Zillow's footprint on the real estate scene in the Twin Cities is about to get a whole lot bigger. This fall, the company plans to launch Zillow Offers, which aims to streamline the selling process by making sight-unseen cash offers to sellers who want to avoid the hassle of getting their house ready to sell.
The Twin Cities is among five markets that will launch this fall, including Miami, Portland, Ore., Nashville and Orlando. Zillow Offers first launched in Phoenix last year, and has since opened up shop in Las Vegas, Atlanta, Denver, Charlotte, N.C., and Raleigh, N.C.
"Since launching Zillow Offers just nine short months ago, we have been continually excited by the strong demand from homeowners throughout the country and are constantly getting asked when Zillow Offers will come to their market," said Jeremy Wacksman, Zillow Brand president, in a statement.

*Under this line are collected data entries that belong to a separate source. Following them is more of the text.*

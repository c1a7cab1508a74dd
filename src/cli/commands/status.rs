//! `swarmcore status`

use anyhow::Result;
use clap::Args;
use comfy_table::{Attribute, Cell, Color};
use serde::Serialize;
use std::collections::{HashMap, HashSet};
use std::path::PathBuf;

use super::load_plan;
use crate::cli::output::{base_table, output, supports_color, truncate, CommandOutput};
use crate::domain::models::{Config, TaskGroup, TodoStatus};

#[derive(Args, Debug)]
pub struct StatusArgs {
    /// Plan file (.json, .yaml or .yml)
    pub plan: PathBuf,
}

#[derive(Debug, Clone, PartialEq, Eq, Serialize)]
#[serde(rename_all = "snake_case", tag = "state", content = "waiting_on")]
pub enum GroupState {
    Complete,
    Ready,
    Waiting(Vec<String>),
}

impl GroupState {
    fn label(&self) -> String {
        match self {
            Self::Complete => "complete".to_string(),
            Self::Ready => "ready".to_string(),
            Self::Waiting(deps) => format!("waiting on {}", deps.join(", ")),
        }
    }

    const fn color(&self) -> Color {
        match self {
            Self::Complete => Color::Green,
            Self::Ready => Color::Cyan,
            Self::Waiting(_) => Color::Yellow,
        }
    }
}

#[derive(Debug, Serialize)]
pub struct GroupRow {
    pub group_id: String,
    pub specialization: String,
    pub description: String,
    pub dependencies: Vec<String>,
    pub completed: usize,
    pub cancelled: usize,
    pub total: usize,
    pub state: GroupState,
    pub worker_id: String,
    pub max_cost: f64,
    pub max_iterations: u32,
}

#[derive(Debug, Serialize)]
pub struct StatusOutput {
    pub groups: Vec<GroupRow>,
}

impl CommandOutput for StatusOutput {
    fn to_human(&self) -> String {
        if self.groups.is_empty() {
            return "Plan has no groups.".to_string();
        }

        let use_colors = supports_color();
        let mut table = base_table();
        table.set_header(
            ["Group", "Specialization", "Description", "Todos", "State", "Budget"]
                .into_iter()
                .map(|h| Cell::new(h).add_attribute(Attribute::Bold)),
        );

        for row in &self.groups {
            let todos = if row.cancelled > 0 {
                format!("{}/{} ({} cancelled)", row.completed, row.total, row.cancelled)
            } else {
                format!("{}/{}", row.completed, row.total)
            };
            let state = if use_colors {
                Cell::new(row.state.label()).fg(row.state.color())
            } else {
                Cell::new(row.state.label())
            };
            table.add_row(vec![
                Cell::new(&row.group_id),
                Cell::new(&row.specialization),
                Cell::new(truncate(&row.description, 40)),
                Cell::new(todos),
                state,
                Cell::new(format!("${:.2} / {} calls", row.max_cost, row.max_iterations)),
            ]);
        }
        table.to_string()
    }
}

fn group_state(group: &TaskGroup, ready: &HashSet<String>, all: &HashMap<String, TaskGroup>) -> GroupState {
    if group.is_complete() {
        return GroupState::Complete;
    }
    if ready.contains(&group.group_id) {
        return GroupState::Ready;
    }
    let waiting = group
        .dependencies
        .iter()
        .filter(|dep| all.get(*dep).is_none_or(|d| !d.satisfies_dependents()))
        .cloned()
        .collect();
    GroupState::Waiting(waiting)
}

pub async fn execute(args: StatusArgs, config: &Config, json_mode: bool) -> Result<()> {
    let graph = load_plan(&args.plan).await?;
    let groups = graph.groups().await;
    let ready: HashSet<String> = graph
        .ready_groups()
        .await
        .into_iter()
        .map(|g| g.group_id)
        .collect();
    let by_id: HashMap<String, TaskGroup> = groups
        .iter()
        .map(|g| (g.group_id.clone(), g.clone()))
        .collect();

    let rows = groups
        .iter()
        .map(|group| {
            let template = config.worker_template(&group.specialization);
            GroupRow {
                group_id: group.group_id.clone(),
                specialization: group.specialization.clone(),
                description: group.description.clone(),
                dependencies: group.dependencies.iter().cloned().collect(),
                completed: group.count_with_status(TodoStatus::Completed),
                cancelled: group.count_with_status(TodoStatus::Cancelled),
                total: group.todos.len(),
                state: group_state(group, &ready, &by_id),
                worker_id: group.worker_id(),
                max_cost: template.max_cost,
                max_iterations: template.max_iterations,
            }
        })
        .collect();

    output(&StatusOutput { groups: rows }, json_mode);
    Ok(())
}

#[cfg(test)]
mod tests {
    use super::*;
    use crate::domain::models::Todo;

    #[test]
    fn test_group_state() {
        let mut done = TaskGroup::new("a", "dev", "");
        done.todos.push(Todo::new("x").with_status(TodoStatus::Completed));
        let mut cancelled = TaskGroup::new("c", "dev", "");
        cancelled.todos.push(Todo::new("y").with_status(TodoStatus::Cancelled));
        let mut b = TaskGroup::new("b", "dev", "").with_dependency("a").with_dependency("c");
        b.todos.push(Todo::new("z"));

        let all: HashMap<String, TaskGroup> = [done.clone(), cancelled, b.clone()]
            .into_iter()
            .map(|g| (g.group_id.clone(), g))
            .collect();

        assert_eq!(group_state(&done, &HashSet::new(), &all), GroupState::Complete);
        assert_eq!(
            group_state(&b, &HashSet::new(), &all),
            GroupState::Waiting(vec!["c".to_string()])
        );
        let ready = HashSet::from(["b".to_string()]);
        assert_eq!(group_state(&b, &ready, &all), GroupState::Ready);
    }
}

The company, which is known for its online home value "Zestimates," is part of a growing network of "iBuyers" that has developed internal valuation models based on public records that enable them to make offers on houses sight unseen. That includes Knock, OfferPad, Redfin and Opendoor, which launched in the Twin Cities in September by sending thousands of unsolicited offers to homeowners across the Twin Cities.
Homeowners who are interested in receiving an offer from Zillow will be asked to fill out an online form, answer questions about their house and upload photos. Within a couple of days, they will get a no-obligation offer from Zillow. If it's appealing, the seller will be asked to schedule a time to do an on-site evaluation to finalize the price.

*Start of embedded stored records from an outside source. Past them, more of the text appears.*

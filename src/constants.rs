//! Application-wide constants.
//!
//! Field layouts and magic strings of the survey data live here so the
//! parsers and writers agree on them.

/// Application name used for config directories and user-facing messages.
pub const APP_NAME: &str = "hotspot-labels";

/// Name of the configuration file inside the config directory.
pub const CONFIG_FILE_NAME: &str = "config.toml";

/// Environment variable overriding the config file location.
pub const CONFIG_PATH_ENV: &str = "HOTSPOT_LABELS_CONFIG";

/// Margin in pixels around a thermal hotspot position when deriving its box.
pub const THERMAL_BBOX_MARGIN: i64 = 10;

/// Line separator used when encoding CSV output.
#[cfg(windows)]
pub const LINE_ENDING: &str = "\r\n";

/// Line separator used when encoding CSV output.
#[cfg(not(windows))]
pub const LINE_ENDING: &str = "\n";

/// Record timestamp layout: `YYYYMMDDHHMMSS.mmmGMT`.
pub mod timestamp {
    /// Total length of a timestamp string.
    pub const LENGTH: usize = 21;
    /// Literal zone suffix.
    pub const ZONE_SUFFIX: &str = "GMT";
    /// Byte offset of the `.` between seconds and milliseconds.
    pub const FRACTION_SEPARATOR_OFFSET: usize = 14;
}

/// Image filename layout: `SURVEY_FLIGHT_CAMPOS_YYMMDD_HHMMSS.mmm_CAMTYPE-BITDEPTH.ext`.
pub mod filename {
    /// Separator between filename fields.
    pub const FIELD_SEPARATOR: char = '_';
    /// Number of `_`-separated fields.
    pub const FIELD_COUNT: usize = 6;
    /// Separator between camera type and bit depth.
    pub const CAMERA_SEPARATOR: char = '-';
    /// Century prepended to the two-digit year.
    pub const CENTURY_PREFIX: &str = "20";
    /// Bit depth token for 16-bit thermal images.
    pub const BIT_DEPTH_16: &str = "16BIT";
    /// Bit depth token for 8-bit images.
    pub const BIT_DEPTH_8: &str = "8";
}

/// Hotspot CSV column names, in file order.
pub mod columns {
    /// Hotspot identifier.
    pub const HOTSPOT_ID: &str = "hotspot_id";
    /// Record timestamp.
    pub const TIMESTAMP: &str = "timestamp";
    /// 16-bit thermal image filename.
    pub const FILT_THERMAL16: &str = "filt_thermal16";
    /// 8-bit thermal image filename.
    pub const FILT_THERMAL8: &str = "filt_thermal8";
    /// Color image filename.
    pub const FILT_COLOR: &str = "filt_color";
    /// Hotspot x position in the thermal image.
    pub const X_POS: &str = "x_pos";
    /// Hotspot y position in the thermal image.
    pub const Y_POS: &str = "y_pos";
    /// Left edge of the color thumbnail.
    pub const THUMB_LEFT: &str = "thumb_left";
    /// Top edge of the color thumbnail.
    pub const THUMB_TOP: &str = "thumb_top";
    /// Right edge of the color thumbnail.
    pub const THUMB_RIGHT: &str = "thumb_right";
    /// Bottom edge of the color thumbnail.
    pub const THUMB_BOTTOM: &str = "thumb_bottom";
    /// Hotspot type classification.
    pub const HOTSPOT_TYPE: &str = "hotspot_type";
    /// Species classification.
    pub const SPECIES_ID: &str = "species_id";

    /// All columns in file order.
    pub const ALL: [&str; 13] = [
        HOTSPOT_ID,
        TIMESTAMP,
        FILT_THERMAL16,
        FILT_THERMAL8,
        FILT_COLOR,
        X_POS,
        Y_POS,
        THUMB_LEFT,
        THUMB_TOP,
        THUMB_RIGHT,
        THUMB_BOTTOM,
        HOTSPOT_TYPE,
        SPECIES_ID,
    ];
}
//! Platform-specific configuration paths.

use crate::constants::{APP_NAME, CONFIG_FILE_NAME, CONFIG_PATH_ENV};
use crate::error::{Error, Result};
use directories::ProjectDirs;
use std::path::PathBuf;

/// Get the configuration directory for the current platform.
///
/// - Linux: `~/.config/hotspot-labels/`
/// - macOS: `~/Library/Application Support/hotspot-labels/`
/// - Windows: `%APPDATA%\hotspot-labels\`
pub fn config_dir() -> Result<PathBuf> {
    ProjectDirs::from("", "", APP_NAME)
        .map(|dirs| dirs.config_dir().to_path_buf())
        .ok_or(Error::ConfigDirNotFound)
}

/// Get the full path to the config file.
///
/// `HOTSPOT_LABELS_CONFIG` overrides the platform location.
pub fn config_file_path() -> Result<PathBuf> {
    if let Some(path) = std::env::var_os(CONFIG_PATH_ENV).filter(|p| !p.is_empty()) {
        return Ok(PathBuf::from(path));
    }
    Ok(config_dir()?.join(CONFIG_FILE_NAME))
}
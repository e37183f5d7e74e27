//! Error types for hotspot-labels.

use std::path::PathBuf;

/// Result type alias for hotspot-labels operations.
pub type Result<T> = std::result::Result<T, Error>;

/// Top-level error type for hotspot-labels.
///
/// Records with a malformed timestamp are not represented here: those are
/// counted on [`RecordStats`](crate::stats::RecordStats) and never abort a pass.
#[derive(Debug, thiserror::Error)]
pub enum Error {
    /// I/O operation failed.
    #[error("I/O error: {0}")]
    Io(#[from] std::io::Error),

    /// Configuration directory could not be determined.
    #[error("could not determine configuration directory for this platform")]
    ConfigDirNotFound,

    /// Failed to read configuration file.
    #[error("failed to read config file '{path}'")]
    ConfigRead {
        /// Path to the config file.
        path: PathBuf,
        /// Underlying I/O error.
        #[source]
        source: std::io::Error,
    },

    /// Failed to parse configuration file.
    #[error("failed to parse config file '{path}'")]
    ConfigParse {
        /// Path to the config file.
        path: PathBuf,
        /// Underlying parse error.
        #[source]
        source: toml::de::Error,
    },

    /// Configuration validation failed.
    #[error("configuration validation failed: {message}")]
    ConfigValidation {
        /// Description of the validation failure.
        message: String,
    },

    /// Failed to write configuration file.
    #[error("failed to write config file '{path}'")]
    ConfigWrite {
        /// Path to the config file.
        path: PathBuf,
        /// Underlying I/O error.
        #[source]
        source: std::io::Error,
    },

    /// Failed to serialize configuration.
    #[error("failed to serialize config")]
    ConfigSerialize {
        /// Underlying serialization error.
        #[source]
        source: toml::ser::Error,
    },

    /// Failed to open or read the hotspot CSV file.
    #[error("failed to read hotspot file '{path}'")]
    HotspotRead {
        /// Path to the CSV file.
        path: PathBuf,
        /// Underlying CSV error.
        #[source]
        source: csv::Error,
    },

    /// A row of the hotspot CSV could not be decoded.
    #[error("invalid hotspot record at line {line}: {message}")]
    InvalidRecord {
        /// 1-based line number in the input (header is line 1).
        line: u64,
        /// Description of the problem.
        message: String,
    },

    /// Image filename does not have the expected field layout.
    #[error("malformed image filename '{filename}': {reason}")]
    MalformedFilename {
        /// The offending filename.
        filename: String,
        /// What was wrong with it.
        reason: String,
    },

    /// A filter clause could not be compiled.
    #[error("invalid filter clause '{clause}': {reason}")]
    InvalidFilter {
        /// The clause as written.
        clause: String,
        /// What was wrong with it.
        reason: String,
    },

    /// A numeric column held a value that is not an integer.
    #[error("column '{column}' of hotspot '{hotspot_id}' is not an integer: '{value}'")]
    InvalidNumber {
        /// Hotspot the value belongs to.
        hotspot_id: String,
        /// Column name.
        column: &'static str,
        /// Raw value.
        value: String,
    },

    /// Failed to serialize the annotation set.
    #[error("failed to write annotations to '{path}'")]
    AnnotationWrite {
        /// Output path.
        path: PathBuf,
        /// Underlying serialization error.
        #[source]
        source: serde_json::Error,
    },
}
//! Hotspot CSV writer.
//!
//! Text columns are always quoted and numeric columns are written bare, the
//! layout the survey tooling reads back.

use crate::constants::{LINE_ENDING, columns};
use crate::error::Result;
use crate::record::HotspotRecord;
use std::fs::File;
use std::io::{BufWriter, Write};
use std::path::Path;

/// CSV writer for hotspot records.
pub struct CsvWriter<W: Write> {
    writer: W,
}

impl CsvWriter<BufWriter<File>> {
    /// Create a writer that writes to a new file at `path`.
    pub fn create(path: &Path) -> Result<Self> {
        let file = File::create(path)?;
        Ok(Self::new(BufWriter::new(file)))
    }
}

impl<W: Write> CsvWriter<W> {
    /// Wrap an existing writer.
    pub const fn new(writer: W) -> Self {
        Self { writer }
    }

    /// Write the header row.
    pub fn write_header(&mut self) -> Result<()> {
        let header = columns::ALL.map(quote).join(",");
        write!(self.writer, "{header}{LINE_ENDING}")?;
        Ok(())
    }

    /// Write one record.
    ///
    /// # Errors
    ///
    /// Returns [`Error::InvalidNumber`](crate::Error::InvalidNumber) if a
    /// position or thumbnail column is not an integer.
    pub fn write_record(&mut self, record: &HotspotRecord) -> Result<()> {
        let (x, y) = record.position()?;
        let (left, top, right, bottom) = record.thumbnail()?;

        write!(
            self.writer,
            "{},{},{},{},{},{x},{y},{left},{top},{right},{bottom},{},{}{LINE_ENDING}",
            quote(&record.hotspot_id),
            quote(&record.timestamp),
            quote(&record.filt_thermal16),
            quote(&record.filt_thermal8),
            quote(&record.filt_color),
            quote(&record.hotspot_type),
            quote(&record.species_id),
        )?;
        Ok(())
    }

    /// Flush buffered output.
    pub fn finalize(&mut self) -> Result<()> {
        self.writer.flush()?;
        Ok(())
    }

    /// Unwrap the underlying writer.
    pub fn into_inner(self) -> W {
        self.writer
    }
}

/// Quote a text value, doubling embedded quotes.
fn quote(value: &str) -> String {
    format!("\"{}\"", value.replace('"', "\"\""))
}
//! CLI argument parsing.

mod args;

pub use args::{Cli, Command, ConfigAction, GlobalArgs, InputArgs};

The homeowner then decides if they want to accept the offer. If so, Zillow completes the sale and then relists the house after making moderate repairs, if necessary.
Viet Shelton, a Zillow spokesman, said the company pays the local agents a commission, then it buys and sells a home; the seller's "service fee" is competitive with what they might pay in closing costs and commissions on a traditional transaction, he said.
The company will immediately interview local "agent reps" who already work for a local broker, and those reps will hire local contractors and stagers to prepare to sell the houses it has bought. Initial plans call for a local staff of about dozen, Shelton said.
Since Opendoor launched in the Twin Cities, it has been buying homes at a rate of one to two per day, said Jim Lesinski, general manager for Opendoor in the Twin Cities. Lesinski said the company, which is licensed to buy and sell directly in Minnesota, has nearly 50 homes on the market.
"We're seeing that selling a home directly to Opendoor, on the buyer's schedule and without the hassle of showings, is a no-brainer for many sellers," Lesinski said. "Fast, frictionless buying and selling is especially valuable in a market like the Twin Cities when the ideal season to move is shortened by the weather."
Lesinski and others say that Zillow's approach probably wouldn't be viewed as a threat to the traditional brokerage model because it isn't licensed to buy or sell; it will have to partner with local agents to facilitate any transactions.
Brenda Tushaus, CEO at ReMax Results, said that traditional brokerages offer another level of service for buyers and sellers, and while Zillow hasn't yet said who will represent the company in its purchases, she expects that ReMax agents will end up partnering on some level with Zillow.
"Zillow Instant Offers is simply another option for consumers," she said. "Overall, I don't see it having a big impact on the traditional real estate model."
Because of the complexity of using software to establish real estate values in a new market, Zillow and other iBuyers have some limitations on the price and location of a home. Shelton said that Zillow will focus on single-family houses, townhouses and condominiums, and that in other markets most of its purchases tend to be valued at around the median sale price. Initially, as the company develops a better valuating model, there will be some geographic parameters.
If Zillow doesn't end up buying the property, it refers it to a local Zillow "premier agent," who would help sell the house.
Like Opendoor and others, Zillow said it isn't getting into the business of house flipping.
"We're not normally looking for distressed homes, we're not looking to buy distressed and sell high," Shelton said. "We're looking at homes we can purchase for market value and re-list at pretty near the price we paid."